The offer comprises 50 percent cash and 50 percent GameStop common stock, representing a 20 percent premium to eBay's Friday close of US$104.07 and a 46 percent premium to its unaffected closing price on 4 February — the day GameStop began accumulating its position.
Cohen told CNBC on Monday that he had not yet started any conversation with eBay's management.
Speaking on Squawk Box, he said "we are just starting," adding that eBay's public company structure creates misaligned incentives across its board and management that dictate his approach.
He told the Wall Street Journal he is prepared to pursue a proxy fight and appeal directly to eBay's shareholders if the board is unreceptive.
The deal's financing structure raises immediate questions.
GameStop held roughly US$9.4bn in cash and liquid investments as of 31 January and has received a highly confident letter from TD Securities for up to US$20bn in debt financing.
Cohen has also said he may seek backing from Middle Eastern sovereign wealth funds, per the the Journal.
Even combined, those figures leave a substantial gap against the roughly US$55.5bn implied deal size, and Cohen offered limited clarity on Squawk Box, repeatedly directing viewers to the company's website.
"We will see what happens," he said.
Markets were sceptical.
CNBC reported EBay shares climbed about 5.5 percent on Monday to around US$109 — well below the US$125 offer — while GameStop stock fell nearly 10 percent.
Prediction markets traders on Kalshi gave the deal just a 26 percent chance of closing in 2026; those on Polymarket put the odds at 15 percent.
GameStop's offer letter targets US$2bn in annualised cost reductions within 12 months of closing, according to the company's statement.
It identified roughly US$1.2bn in savings from eBay's sales and marketing budget — which totalled US$2.4bn in fiscal 2025 while net active buyers grew by less than 0.75 percent, from 134m to 135m users.
A further US$300m would come from product development and US$500m from consolidating general and administrative functions.
On cost reductions alone, GameStop projected eBay's diluted GAAP earnings per share would rise from US$4.26 to US$7.79 in year one.
Cohen also pitched GameStop's roughly 1,600 US retail locations as a national network for authentication, intake, fulfilment, and live commerce.
"It could be a legit competitor to Amazon," Cohen told the Journal.
EBay's gross merchandise volume slid from a peak of US$100bn in 2020 to US$79.6bn in 2025 as competition from Amazon, Walmart, TikTok Shop, Temu, and Shein intensified, per eBay's investor releases.
Cohen argued the business is "under-earning," with earnings potentially doubling under tighter cost controls.
Stalled user growth and US$2.5bn in sales and marketing spending, he told CNBC, left "a lot of fat to cut."
EBay confirmed receipt of the offer and said its board would review it.
Not everyone agrees.
Bernstein analysts wrote in a note to clients that while there is overlap between the two companies in games, toys, and collectibles, the strategic rationale remains unclear, and that eBay's recent execution under CEO Jamie Iannone has been solid.

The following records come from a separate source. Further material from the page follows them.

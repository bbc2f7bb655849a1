use {
    super::Address,
    serde::{Deserialize, Serialize},
};

/// A user's position with one validator.
#[derive(Debug, Clone, PartialEq, Eq, Serialize, Deserialize)]
pub struct Stake {
    pub user: Address,
    pub validator: Address,
    #[serde(with = "crate::utils::decimal_u128")]
    pub amount: u128,
    /// Timestamp of the first stake to this validator.
    pub since: i64,
    pub auto_compound: bool,
    /// Net rewards settled but not yet claimed.
    #[serde(with = "crate::utils::decimal_u128")]
    pub rewards: u128,
    pub last_claim: i64,
    /// Rewards after this timestamp are still pending.
    pub accrued_at: i64,
}

impl Stake {
    pub fn new(user: Address, validator: Address, amount: u128, now: i64) -> Self {
        Self {
            user,
            validator,
            amount,
            since: now,
            auto_compound: false,
            rewards: 0,
            last_claim: now,
            accrued_at: now,
        }
    }
}
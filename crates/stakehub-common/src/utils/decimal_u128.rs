//! Serde adapter for `u128` amounts.
//!
//! Amounts serialize as decimal strings so they survive JSON consumers that
//! read numbers as doubles. Deserialization accepts a string or an integer.

use serde::{de, Deserialize, Deserializer, Serializer};

pub fn serialize<S>(value: &u128, serializer: S) -> Result<S::Ok, S::Error>
where
    S: Serializer,
{
    serializer.collect_str(value)
}

pub fn deserialize<'de, D>(deserializer: D) -> Result<u128, D::Error>
where
    D: Deserializer<'de>,
{
    #[derive(Deserialize)]
    #[serde(untagged)]
    enum Repr {
        Text(String),
        Number(u64),
    }

    match Repr::deserialize(deserializer)? {
        Repr::Text(s) => s.trim().parse().map_err(de::Error::custom),
        Repr::Number(n) => Ok(n as u128),
    }
}
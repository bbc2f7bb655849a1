// crates/stakehub-store/src/postgres_store.rs

use {
    crate::{
        traits::Storage,
        types::{BadgeRecord, NewMessage, PoolRecord, StakeRecord, StakerRecord, UserStakeRecord},
        Result, StoreError,
    },
    async_trait::async_trait,
    sqlx::{
        postgres::{PgPool, PgPoolOptions, PgRow},
        Row,
    },
    stakehub_common::{
        types::{Address, BadgeKind, CommunityPool, EventCursor, Stake, Validator},
        PostgresConfig,
    },
    tracing::{debug, info},
};

/// Amounts are stored as NUMERIC(78, 0) so that any u128 fits; they travel
/// over the wire as text.
const SCHEMA: &[&str] = &[
    r#"
    CREATE TABLE IF NOT EXISTS validators (
        address TEXT PRIMARY KEY,
        name TEXT NOT NULL,
        description TEXT NOT NULL DEFAULT '',
        social_links TEXT NOT NULL DEFAULT '{}',
        commission_rate INTEGER NOT NULL,
        total_staked NUMERIC(78, 0) NOT NULL DEFAULT 0,
        uptime INTEGER NOT NULL DEFAULT 9800,
        user_count INTEGER NOT NULL DEFAULT 0,
        is_active BOOLEAN NOT NULL DEFAULT TRUE,
        commission_earned NUMERIC(78, 0) NOT NULL DEFAULT 0,
        registered_at TIMESTAMP WITH TIME ZONE NOT NULL,
        last_updated TIMESTAMP WITH TIME ZONE DEFAULT CURRENT_TIMESTAMP
    )
    "#,
    r#"
    CREATE TABLE IF NOT EXISTS stakes (
        id BIGSERIAL PRIMARY KEY,
        user_address TEXT NOT NULL,
        validator_address TEXT NOT NULL REFERENCES validators(address),
        amount NUMERIC(78, 0) NOT NULL,
        since TIMESTAMP WITH TIME ZONE NOT NULL,
        auto_compound BOOLEAN NOT NULL DEFAULT FALSE,
        rewards NUMERIC(78, 0) NOT NULL DEFAULT 0,
        last_claim TIMESTAMP WITH TIME ZONE NOT NULL,
        UNIQUE (user_address, validator_address)
    )
    "#,
    "CREATE INDEX IF NOT EXISTS stakes_user_idx ON stakes(user_address)",
    r#"
    CREATE TABLE IF NOT EXISTS badges (
        id SERIAL PRIMARY KEY,
        name TEXT NOT NULL,
        description TEXT NOT NULL,
        level INTEGER NOT NULL,
        UNIQUE (name, level)
    )
    "#,
    r#"
    CREATE TABLE IF NOT EXISTS user_badges (
        user_address TEXT NOT NULL,
        badge_id INTEGER NOT NULL REFERENCES badges(id),
        earned_at TIMESTAMP WITH TIME ZONE NOT NULL,
        PRIMARY KEY (user_address, badge_id)
    )
    "#,
    r#"
    CREATE TABLE IF NOT EXISTS messages (
        id BIGSERIAL PRIMARY KEY,
        from_address TEXT NOT NULL,
        to_address TEXT NOT NULL REFERENCES validators(address),
        content TEXT NOT NULL,
        timestamp TIMESTAMP WITH TIME ZONE NOT NULL,
        read BOOLEAN NOT NULL DEFAULT FALSE
    )
    "#,
    r#"
    CREATE TABLE IF NOT EXISTS referrals (
        referrer_address TEXT NOT NULL,
        referee_address TEXT NOT NULL,
        timestamp TIMESTAMP WITH TIME ZONE NOT NULL,
        PRIMARY KEY (referrer_address, referee_address)
    )
    "#,
    r#"
    CREATE TABLE IF NOT EXISTS community_pools (
        id BIGINT PRIMARY KEY,
        name TEXT NOT NULL,
        creator_address TEXT NOT NULL,
        total_amount NUMERIC(78, 0) NOT NULL DEFAULT 0,
        member_count INTEGER NOT NULL DEFAULT 0,
        validator_address TEXT REFERENCES validators(address),
        active BOOLEAN NOT NULL DEFAULT TRUE,
        created_at TIMESTAMP WITH TIME ZONE NOT NULL
    )
    "#,
    r#"
    CREATE TABLE IF NOT EXISTS pool_contributions (
        pool_id BIGINT NOT NULL REFERENCES community_pools(id),
        user_address TEXT NOT NULL,
        amount NUMERIC(78, 0) NOT NULL,
        timestamp TIMESTAMP WITH TIME ZONE NOT NULL,
        PRIMARY KEY (pool_id, user_address)
    )
    "#,
    r#"
    CREATE TABLE IF NOT EXISTS indexer_state (
        id SMALLINT PRIMARY KEY CHECK (id = 1),
        block_number BIGINT NOT NULL,
        log_index BIGINT NOT NULL,
        last_updated TIMESTAMP WITH TIME ZONE DEFAULT CURRENT_TIMESTAMP
    )
    "#,
];
//! Reward accrual and commission math

mod calculation;

pub use calculation::{RewardCalculator, RewardSplit, SECONDS_PER_YEAR};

"Why disrupt things?" the firm wrote. "The turnaround is working."
The Canadian entrepreneur founded Chewy, sold to PetSmart for US$3.35bn in 2017, before joining GameStop's board in January 2021 and becoming CEO in September 2023.
Under his leadership, GameStop moved from a US$381m net loss in fiscal 2021 to US$418m of net income in fiscal 2025, cutting SG&A by roughly US$800m and retiring its legacy debt, according to the company's statement.
Cohen owns roughly 9 percent of GameStop, takes no salary or cash bonuses, and holds stock options that could be worth more than US$35bn if the combined company reaches a US$100bn valuation — giving him a direct financial incentive to pursue a transformative deal.
He first signalled his intent in January, telling CNBC the acquisition would be "transformational" and "never been done before within the history of the capital markets."
The proposal is subject to approval from eBay's board, regulators, and shareholders of both companies.